ACTIVITY — In exact form, please repeat the records from their opening line down to the line with "Only affects rendering.", including that line.

[Items listed in a dataset]
================================

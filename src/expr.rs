use std::collections::BTreeMap;
use std::fmt;

use crate::error::{CalcError, Outcome};
use crate::number::Number;

/// Values substituted for free variables, keyed by variable name.
pub type Bindings = BTreeMap<String, Expression>;

#[derive(Debug, Clone, Copy, PartialEq, Eq)]
pub enum LogBase {
    Natural,
    Decimal,
}

impl LogBase {
    pub fn name(self) -> &'static str {
        match self {
            LogBase::Natural => "ln",
            LogBase::Decimal => "lg",
        }
    }
}

/// An immutable expression tree.
///
/// Trees are only ever built through the constructors below and are never
/// mutated afterwards, so a template stored in a namespace can be called any
/// number of times.
#[derive(Debug, Clone, PartialEq)]
pub enum Expression {
    Const(Number),
    FreeVariable(String),
    /// Explicit parentheses. Only affects rendering.
    Grouped(Box<Expression>),
    Negated(Box<Expression>),
    Power(Box<Expression>, Box<Expression>),
    Product(Box<Expression>, Box<Expression>),
    Quotient(Box<Expression>, Box<Expression>),
    Sum(Box<Expression>, Box<Expression>),
    Difference(Box<Expression>, Box<Expression>),
    Logarithm(LogBase, Box<Expression>),
    /// A template together with values for some of its free variables.
    Bound(Box<Expression>, Bindings),
}

const SUM: u8 = 1;
const PRODUCT: u8 = 2;
const POWER: u8 = 3;
const ATOM: u8 = 4;

impl Expression {
    pub fn constant(number: Number) -> Self {
        Expression::Const(number)
    }

    pub fn free_variable(name: impl Into<String>) -> Self {
        Expression::FreeVariable(name.into())
    }

    pub fn group(inner: Expression) -> Self {
        Expression::Grouped(Box::new(inner))
    }

    pub fn negate(inner: Expression) -> Self {
        Expression::Negated(Box::new(inner))
    }

    pub fn power(base: Expression, exponent: Expression) -> Self {
        Expression::Power(Box::new(base), Box::new(exponent))
    }

    pub fn product(lhs: Expression, rhs: Expression) -> Self {
        Expression::Product(Box::new(lhs), Box::new(rhs))
    }

    pub fn quotient(lhs: Expression, rhs: Expression) -> Self {
        Expression::Quotient(Box::new(lhs), Box::new(rhs))
    }

    pub fn sum(lhs: Expression, rhs: Expression) -> Self {
        Expression::Sum(Box::new(lhs), Box::new(rhs))
    }

    pub fn difference(lhs: Expression, rhs: Expression) -> Self {
        Expression::Difference(Box::new(lhs), Box::new(rhs))
    }

    pub fn logarithm(base: LogBase, inner: Expression) -> Self {
        Expression::Logarithm(base, Box::new(inner))
    }

    /// Evaluates the tree bottom-up. A free variable that nothing binds makes
    /// the whole evaluation fail with [`CalcError::UnboundVariable`].
    pub fn value(&self) -> Outcome<Number> {
        match self {
            Expression::Const(n) => Ok(*n),
            Expression::FreeVariable(name) => Err(CalcError::UnboundVariable { name: name.clone() }),
            Expression::Grouped(inner) => inner.value(),
            Expression::Negated(inner) => inner.value()?.negate(),
            Expression::Power(a, b) => a.value()?.pow(b.value()?),
            Expression::Product(a, b) => a.value()?.multiply(b.value()?),
            Expression::Quotient(a, b) => a.value()?.divide(b.value()?),
            Expression::Sum(a, b) => a.value()?.add(b.value()?),
            Expression::Difference(a, b) => a.value()?.subtract(b.value()?),
            Expression::Logarithm(LogBase::Natural, inner) => inner.value()?.ln(),
            Expression::Logarithm(LogBase::Decimal, inner) => inner.value()?.lg(),
            Expression::Bound(..) => self.expand().value(),
        }
    }

    /// Names of the free variables, in order of first appearance from left to right.
    pub fn free_variables(&self) -> Vec<String> {
        let mut names = Vec::new();
        self.expand().collect_free_variables(&mut names);
        names
    }

    /// Binds free variables by name. Names that aren't free in `self` are
    /// dropped; variables without a binding stay free. `self` is untouched.
    pub fn call(&self, mut bindings: Bindings) -> Expression {
        let free = self.free_variables();
        bindings.retain(|name, _| free.contains(name));
        if bindings.is_empty() {
            return self.clone();
        }
        Expression::Bound(Box::new(self.clone()), bindings)
    }

    /// Textual form using the input grammar.
    pub fn description(&self) -> String {
        self.to_string()
    }

    /// The equivalent tree with every `Bound` node substituted away.
    pub fn expand(&self) -> Expression {
        self.substitute(&Bindings::new())
    }

    /// Replaces free variables found in `scope`. Values in `scope` must already
    /// be expanded; they are inserted as they are, never substituted again.
    fn substitute(&self, scope: &Bindings) -> Expression {
        match self {
            Expression::FreeVariable(name) => scope.get(name).cloned().unwrap_or_else(|| self.clone()),
            Expression::Bound(template, bindings) => {
                // Binding values belong to the caller, so they resolve in the outer scope.
                let mut inner = scope.clone();
                for (name, value) in bindings {
                    inner.insert(name.clone(), value.substitute(scope));
                }
                template.substitute(&inner)
            }
            _ => self.map_children(|child| child.substitute(scope)),
        }
    }

    fn map_children(&self, mut f: impl FnMut(&Expression) -> Expression) -> Expression {
        match self {
            Expression::Const(_) | Expression::FreeVariable(_) => self.clone(),
            Expression::Grouped(inner) => Expression::Grouped(Box::new(f(inner))),
            Expression::Negated(inner) => Expression::Negated(Box::new(f(inner))),
            Expression::Logarithm(base, inner) => Expression::Logarithm(*base, Box::new(f(inner))),
            Expression::Power(a, b) => Expression::Power(Box::new(f(a)), Box::new(f(b))),
            Expression::Product(a, b) => Expression::Product(Box::new(f(a)), Box::new(f(b))),
            Expression::Quotient(a, b) => Expression::Quotient(Box::new(f(a)), Box::new(f(b))),
            Expression::Sum(a, b) => Expression::Sum(Box::new(f(a)), Box::new(f(b))),
            Expression::Difference(a, b) => Expression::Difference(Box::new(f(a)), Box::new(f(b))),
            Expression::Bound(template, bindings) => {
                Expression::Bound(Box::new(f(template)), bindings.clone())
            }
        }
    }

    fn collect_free_variables(&self, names: &mut Vec<String>) {
        match self {
            Expression::Const(_) => {}
            Expression::FreeVariable(name) => {
                if !names.contains(name) {
                    names.push(name.clone());
                }
            }
            Expression::Grouped(inner) | Expression::Negated(inner) | Expression::Logarithm(_, inner) => {
                inner.collect_free_variables(names)
            }
            Expression::Power(a, b)
            | Expression::Product(a, b)
            | Expression::Quotient(a, b)
            | Expression::Sum(a, b)
            | Expression::Difference(a, b) => {
                a.collect_free_variables(names);
                b.collect_free_variables(names);
            }
            Expression::Bound(..) => self.expand().collect_free_variables(names),
        }
    }

    fn precedence(&self) -> u8 {
        match self {
            Expression::Sum(..) | Expression::Difference(..) => SUM,
            Expression::Product(..) | Expression::Quotient(..) | Expression::Negated(_) => PRODUCT,
            Expression::Const(n) if n.is_negative() || n.renders_as_product() => PRODUCT,
            Expression::Power(..) => POWER,
            Expression::Bound(template, _) => template.precedence(),
            _ => ATOM,
        }
    }

    fn render(&self, f: &mut fmt::Formatter<'_>) -> fmt::Result {
        match self {
            Expression::Const(n) => write!(f, "{n}"),
            Expression::FreeVariable(name) => f.write_str(name),
            Expression::Grouped(inner) => {
                f.write_str("(")?;
                inner.render(f)?;
                f.write_str(")")
            }
            Expression::Logarithm(base, inner) => {
                write!(f, "{}(", base.name())?;
                inner.render(f)?;
                f.write_str(")")
            }
            Expression::Negated(inner) => {
                f.write_str("-")?;
                inner.render_wrapped(f, inner.precedence() < POWER)
            }
            Expression::Power(a, b) => self.render_binary(f, a, "^", b),
            Expression::Product(a, b) => self.render_binary(f, a, "*", b),
            Expression::Quotient(a, b) => self.render_binary(f, a, "/", b),
            Expression::Sum(a, b) => self.render_binary(f, a, "+", b),
            Expression::Difference(a, b) => self.render_binary(f, a, "-", b),
            Expression::Bound(..) => self.expand().render(f),
        }
    }

    /// Every level folds left to right, so only the right operand needs
    /// parentheses at equal precedence.
    fn render_binary(
        &self,
        f: &mut fmt::Formatter<'_>,
        lhs: &Expression,
        op: &str,
        rhs: &Expression,
    ) -> fmt::Result {
        let own = self.precedence();
        lhs.render_wrapped(f, lhs.precedence() < own)?;
        f.write_str(op)?;
        rhs.render_wrapped(f, rhs.precedence() <= own)
    }

    fn render_wrapped(&self, f: &mut fmt::Formatter<'_>, parenthesize: bool) -> fmt::Result {
        if parenthesize {
            f.write_str("(")?;
            self.render(f)?;
            f.write_str(")")
        } else {
            self.render(f)
        }
    }
}

impl fmt::Display for Expression {
    fn fmt(&self, f: &mut fmt::Formatter<'_>) -> fmt::Result {
        self.expand().render(f)
    }
}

================================

RESULT —
filename src/expr.rs
use std::collections::BTreeMap;
use std::fmt;

use crate::error::{CalcError, Outcome};
use crate::number::Number;

/// Values substituted for free variables, keyed by variable name.
pub type Bindings = BTreeMap<String, Expression>;

#[derive(Debug, Clone, Copy, PartialEq, Eq)]
pub enum LogBase {
    Natural,
    Decimal,
}

impl LogBase {
    pub fn name(self) -> &'static str {
        match self {
            LogBase::Natural => "ln",
            LogBase::Decimal => "lg",
        }
    }
}

/// An immutable expression tree.
///
/// Trees are only ever built through the constructors below and are never
/// mutated afterwards, so a template stored in a namespace can be called any
/// number of times.
#[derive(Debug, Clone, PartialEq)]
pub enum Expression {
    Const(Number),
    FreeVariable(String),
    /// Explicit parentheses. Only affects rendering.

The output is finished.